[Required work]:
Among the entries below, find each line holding "epsilon" and return it.
═════ Available records ═════
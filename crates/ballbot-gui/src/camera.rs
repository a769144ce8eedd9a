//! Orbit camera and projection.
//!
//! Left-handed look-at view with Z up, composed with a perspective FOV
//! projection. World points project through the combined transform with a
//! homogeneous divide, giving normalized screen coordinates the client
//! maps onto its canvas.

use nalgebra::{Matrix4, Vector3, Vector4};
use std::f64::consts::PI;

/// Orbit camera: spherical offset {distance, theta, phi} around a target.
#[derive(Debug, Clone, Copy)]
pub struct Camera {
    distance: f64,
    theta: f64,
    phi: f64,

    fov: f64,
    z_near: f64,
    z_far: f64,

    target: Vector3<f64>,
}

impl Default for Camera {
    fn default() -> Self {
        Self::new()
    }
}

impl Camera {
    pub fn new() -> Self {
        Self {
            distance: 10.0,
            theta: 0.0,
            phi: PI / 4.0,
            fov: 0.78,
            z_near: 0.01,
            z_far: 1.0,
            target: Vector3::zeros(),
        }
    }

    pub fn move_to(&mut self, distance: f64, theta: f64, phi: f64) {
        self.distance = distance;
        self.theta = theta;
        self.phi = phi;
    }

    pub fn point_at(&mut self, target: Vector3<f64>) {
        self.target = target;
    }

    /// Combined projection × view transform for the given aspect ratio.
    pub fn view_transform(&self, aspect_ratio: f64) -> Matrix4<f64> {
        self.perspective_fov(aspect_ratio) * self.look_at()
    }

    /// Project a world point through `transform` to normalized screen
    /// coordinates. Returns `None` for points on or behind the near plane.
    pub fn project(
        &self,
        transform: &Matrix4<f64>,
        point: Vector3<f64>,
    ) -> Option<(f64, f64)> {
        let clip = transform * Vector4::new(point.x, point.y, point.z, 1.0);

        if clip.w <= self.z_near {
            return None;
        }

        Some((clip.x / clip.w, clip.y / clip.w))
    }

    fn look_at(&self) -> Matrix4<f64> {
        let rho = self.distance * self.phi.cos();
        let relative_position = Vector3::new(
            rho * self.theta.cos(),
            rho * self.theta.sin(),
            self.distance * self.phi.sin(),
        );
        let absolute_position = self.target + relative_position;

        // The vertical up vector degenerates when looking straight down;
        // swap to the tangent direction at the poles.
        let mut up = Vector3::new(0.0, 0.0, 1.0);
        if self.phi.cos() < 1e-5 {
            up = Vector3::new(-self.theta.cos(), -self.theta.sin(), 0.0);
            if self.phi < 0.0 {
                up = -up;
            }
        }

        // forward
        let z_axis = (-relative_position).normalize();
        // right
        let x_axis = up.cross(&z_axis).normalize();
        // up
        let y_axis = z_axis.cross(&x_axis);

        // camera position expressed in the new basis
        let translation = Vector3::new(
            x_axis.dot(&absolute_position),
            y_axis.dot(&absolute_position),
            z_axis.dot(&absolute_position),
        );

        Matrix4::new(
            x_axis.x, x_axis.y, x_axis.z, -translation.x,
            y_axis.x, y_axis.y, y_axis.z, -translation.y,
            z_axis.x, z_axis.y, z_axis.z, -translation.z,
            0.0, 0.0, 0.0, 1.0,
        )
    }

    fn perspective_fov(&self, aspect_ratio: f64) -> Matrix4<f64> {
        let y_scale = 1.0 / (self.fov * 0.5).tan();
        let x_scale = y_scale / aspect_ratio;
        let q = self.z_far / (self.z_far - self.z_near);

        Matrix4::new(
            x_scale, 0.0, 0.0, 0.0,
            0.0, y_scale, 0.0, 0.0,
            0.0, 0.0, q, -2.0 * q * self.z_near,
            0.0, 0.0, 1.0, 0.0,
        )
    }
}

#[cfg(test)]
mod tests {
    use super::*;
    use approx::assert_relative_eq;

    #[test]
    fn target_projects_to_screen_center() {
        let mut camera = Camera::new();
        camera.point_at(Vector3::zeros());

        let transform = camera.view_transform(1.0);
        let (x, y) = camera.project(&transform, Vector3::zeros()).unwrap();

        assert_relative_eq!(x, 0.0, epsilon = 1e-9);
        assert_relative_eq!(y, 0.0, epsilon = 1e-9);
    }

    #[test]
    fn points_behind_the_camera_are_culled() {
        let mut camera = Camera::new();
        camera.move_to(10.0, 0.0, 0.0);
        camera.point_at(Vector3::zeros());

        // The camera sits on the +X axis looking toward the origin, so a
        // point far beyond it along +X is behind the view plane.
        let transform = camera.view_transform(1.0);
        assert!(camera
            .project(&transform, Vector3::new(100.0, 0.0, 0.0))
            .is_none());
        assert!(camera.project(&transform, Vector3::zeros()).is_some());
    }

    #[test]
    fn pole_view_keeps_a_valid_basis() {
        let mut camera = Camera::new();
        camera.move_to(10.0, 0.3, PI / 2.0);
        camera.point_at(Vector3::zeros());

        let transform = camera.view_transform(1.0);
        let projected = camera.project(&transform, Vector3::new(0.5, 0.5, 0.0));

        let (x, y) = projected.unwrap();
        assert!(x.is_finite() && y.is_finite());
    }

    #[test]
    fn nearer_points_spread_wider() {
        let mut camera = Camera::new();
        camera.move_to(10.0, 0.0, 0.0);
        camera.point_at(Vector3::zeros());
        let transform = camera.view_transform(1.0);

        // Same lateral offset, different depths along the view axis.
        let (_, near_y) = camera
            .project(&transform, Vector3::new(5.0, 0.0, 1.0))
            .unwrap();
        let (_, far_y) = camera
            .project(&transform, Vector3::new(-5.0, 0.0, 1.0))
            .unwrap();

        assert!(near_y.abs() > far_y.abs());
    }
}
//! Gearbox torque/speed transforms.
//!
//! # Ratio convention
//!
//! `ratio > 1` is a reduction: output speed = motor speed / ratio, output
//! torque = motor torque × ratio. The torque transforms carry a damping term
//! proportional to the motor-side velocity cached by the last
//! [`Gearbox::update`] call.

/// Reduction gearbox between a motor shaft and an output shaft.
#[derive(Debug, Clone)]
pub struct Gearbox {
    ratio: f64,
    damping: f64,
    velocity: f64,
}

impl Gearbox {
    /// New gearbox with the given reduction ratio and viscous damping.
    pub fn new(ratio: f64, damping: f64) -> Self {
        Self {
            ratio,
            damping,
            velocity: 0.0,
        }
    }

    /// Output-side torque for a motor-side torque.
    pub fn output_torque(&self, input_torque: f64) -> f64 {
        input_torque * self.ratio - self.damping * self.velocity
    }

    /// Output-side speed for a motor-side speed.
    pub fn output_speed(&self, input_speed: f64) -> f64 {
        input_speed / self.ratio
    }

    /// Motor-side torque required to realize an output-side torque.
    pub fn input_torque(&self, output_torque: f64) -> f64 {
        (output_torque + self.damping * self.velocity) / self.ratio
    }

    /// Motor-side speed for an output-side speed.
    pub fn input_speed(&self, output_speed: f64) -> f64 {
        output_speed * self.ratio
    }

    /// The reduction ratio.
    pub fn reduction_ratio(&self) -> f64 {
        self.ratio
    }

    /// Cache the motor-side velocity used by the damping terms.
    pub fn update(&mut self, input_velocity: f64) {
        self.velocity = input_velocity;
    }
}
═════
[Task answer]:
        assert_relative_eq!(x, 0.0, epsilon = 1e-9);
        assert_relative_eq!(y, 0.0, epsilon = 1e-9);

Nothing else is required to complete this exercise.